The gadgets included routers, televisions, multi-media centers and at least one refrigerator that were connected to the Internet.
IT experts have long warned that household appliances and consumer gadgets are potential security risks because their computer chips and high-tech systems don’t have the protections built into computers, which are, themselves, still vulnerable to attack. Owners often use default passwords or none at all when setting up their devices, making them easy prey for hackers.

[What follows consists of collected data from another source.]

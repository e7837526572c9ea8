//! `winreg-helpers` - refresh Windows file icons
//!
//! Tells Explorer to re-read file associations and icons, e.g. after an
//! installer script changed registrations through the library.

use anyhow::{Context, Result};
use tracing::info;
use winreg_helpers::{refresh_icons, utils};

fn main() -> Result<()> {
    utils::init_logging().context("Failed to initialize logging system")?;

    info!("Refreshing shell icons and file associations");
    refresh_icons();
    info!("Shell notified");

    Ok(())
}
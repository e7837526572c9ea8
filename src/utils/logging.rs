//! Logging system initialization
//!
//! Sets up tracing-based logging to daily log files in
//! %APPDATA%\WinregHelpers\logs, keeping the most recent `MAX_LOG_FILES` files.

use crate::config::manager::APP_DIR_NAME;
use crate::error::{AssocError, Result};
use std::ffi::OsString;
use std::path::{Path, PathBuf};
use tracing_appender::rolling::{RollingFileAppender, Rotation};
use tracing_subscriber::{EnvFilter, fmt};

/// Number of daily log files kept on disk
pub const MAX_LOG_FILES: usize = 7;

/// Default log directory: %APPDATA%\WinregHelpers\logs
pub fn log_dir() -> PathBuf {
    log_dir_from(std::env::var_os("APPDATA"))
}

fn log_dir_from(appdata: Option<OsString>) -> PathBuf {
    appdata
        .map_or_else(|| PathBuf::from("."), PathBuf::from)
        .join(APP_DIR_NAME)
        .join("logs")
}

/// Initialize the logging system in the default log directory
///
/// Log level defaults to INFO but can be configured via `RUST_LOG` environment variable.
pub fn init_logging() -> Result<()> {
    init_logging_in(&log_dir())
}

/// Initialize the logging system writing to `log_dir`
///
/// Fails if a global subscriber has already been installed.
pub fn init_logging_in(log_dir: &Path) -> Result<()> {
    std::fs::create_dir_all(log_dir)?;

    let file_appender = RollingFileAppender::builder()
        .rotation(Rotation::DAILY)
        .filename_prefix("winreg-helpers")
        .filename_suffix("log")
        .max_log_files(MAX_LOG_FILES)
        .build(log_dir)
        .map_err(|e| AssocError::ConfigError(Box::new(e)))?;

    let subscriber = fmt()
        .with_writer(file_appender)
        .with_env_filter(
            EnvFilter::try_from_default_env().unwrap_or_else(|_| EnvFilter::new("info")),
        )
        .with_ansi(false)
        .with_target(true)
        .finish();

    tracing::subscriber::set_global_default(subscriber)
        .map_err(|e| AssocError::ConfigError(Box::new(e)))?;

    tracing::info!("winreg-helpers v{} started", env!("CARGO_PKG_VERSION"));

    Ok(())
}
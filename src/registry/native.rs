//! Windows registry backend
//!
//! Thin adapter from [`RegistryBackend`] to the `winreg` crate. `RegKey` closes
//! its handle on drop, which gives the scoped release the trait asks for.

use crate::registry::{RegistryBackend, Root};
use std::io;
use winreg::RegKey;
use winreg::enums::{HKEY_CLASSES_ROOT, HKEY_CURRENT_USER, KEY_READ, RegType};

/// `ERROR_ACCESS_DENIED`, also returned by `RegDeleteKey` for keys that still have subkeys
const ERROR_ACCESS_DENIED: i32 = 5;

/// `ERROR_BAD_FILE_TYPE`, raised by `winreg` when a value is read as the wrong type
const ERROR_BAD_FILE_TYPE: i32 = 222;

/// The live registry of the current Windows session
#[derive(Debug, Default, Clone, Copy)]
pub struct WindowsRegistry;

impl WindowsRegistry {
    /// Create a handle to the system registry
    pub fn new() -> Self {
        Self
    }
}

impl RegistryBackend for WindowsRegistry {
    type Key = RegKey;

    fn predef(&self, root: Root) -> RegKey {
        match root {
            Root::CurrentUser => RegKey::predef(HKEY_CURRENT_USER),
            Root::AllUsers => RegKey::predef(HKEY_CLASSES_ROOT),
        }
    }

    /// Read-only handle; values are only written through `create_subkey` handles.
    fn open_subkey(&self, parent: &RegKey, path: &str) -> io::Result<RegKey> {
        parent.open_subkey_with_flags(path, KEY_READ)
    }

    fn create_subkey(&self, parent: &RegKey, path: &str) -> io::Result<RegKey> {
        let (key, _disposition) = parent.create_subkey(path)?;
        Ok(key)
    }

    fn subkey_names(&self, key: &RegKey) -> io::Result<Vec<String>> {
        key.enum_keys().collect()
    }

    fn delete_subkey(&self, parent: &RegKey, path: &str) -> io::Result<()> {
        match parent.delete_subkey(path) {
            Err(e) if e.raw_os_error() == Some(ERROR_ACCESS_DENIED) && has_subkeys(parent, path) => {
                Err(io::Error::new(
                    io::ErrorKind::DirectoryNotEmpty,
                    format!("`{path}` still has subkeys"),
                ))
            }
            result => result,
        }
    }

    fn get_string(&self, key: &RegKey, name: &str) -> io::Result<String> {
        key.get_value::<String, _>(name).map_err(|e| {
            if e.raw_os_error() == Some(ERROR_BAD_FILE_TYPE) {
                io::Error::new(io::ErrorKind::InvalidData, format!("value {name:?} is not a string"))
            } else {
                e
            }
        })
    }

    fn set_string(&self, key: &RegKey, name: &str, value: &str) -> io::Result<()> {
        key.set_value(name, &value)
    }

    fn value_names(&self, key: &RegKey) -> io::Result<Vec<String>> {
        key.enum_values()
            .filter_map(|value| match value {
                Ok((name, data)) => {
                    matches!(data.vtype, RegType::REG_SZ | RegType::REG_EXPAND_SZ).then_some(Ok(name))
                }
                Err(e) => Some(Err(e)),
            })
            .collect()
    }
}

/// Whether `path` below `parent` currently has subkeys (false if it cannot be inspected)
fn has_subkeys(parent: &RegKey, path: &str) -> bool {
    parent
        .open_subkey_with_flags(path, KEY_READ)
        .and_then(|key| key.query_info())
        .is_ok_and(|info| info.sub_keys > 0)
}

Proofpoint said that security was so weak in the appliances and devices that there was no need for hackers to insert Trojan Horses or other malware. They simply cracked the login and used “the existing emailer to send or relay malicious email.” Consumers would not have noticed any change in the performance of their stuff. But if the hackers get more aggressive and use the devices for Distributed Denial of Service (DDoS) attacks on others, which are more destructive, consumers might notice some sluggishness.
Proofpoint’s general manager for information security, David Knight, said, “Many of these devices are poorly protected at best and consumers have virtually no way to detect or fix infections when they do occur. Enterprises may find distributed attacks increasing as more and more of these devices come on-line and attackers find additional ways to exploit them.”
IDC Community Insights, a Research group, predicts that more than 200 billion gadgets will be connected via the internet by 2020. This year was declared a breakthrough year at the Consumer Electronics Show in Las Vegas for the so-called Internet of Things (IoT). Smart thermostats, smoke alarms, contact lens, glucose monitors for diabetics and pacemakers are just a few of the devices coming online, ripe for exploitation by evil programmers and their botnets.
Last year, Trustwave SpiderLabs issued a warning that a Japanese “smart” toilet was vulnerable to hacking that “could cause the unit to unexpectedly open/close the lid, activate bidet or air-dry functions, causing discomfort or distress to user.”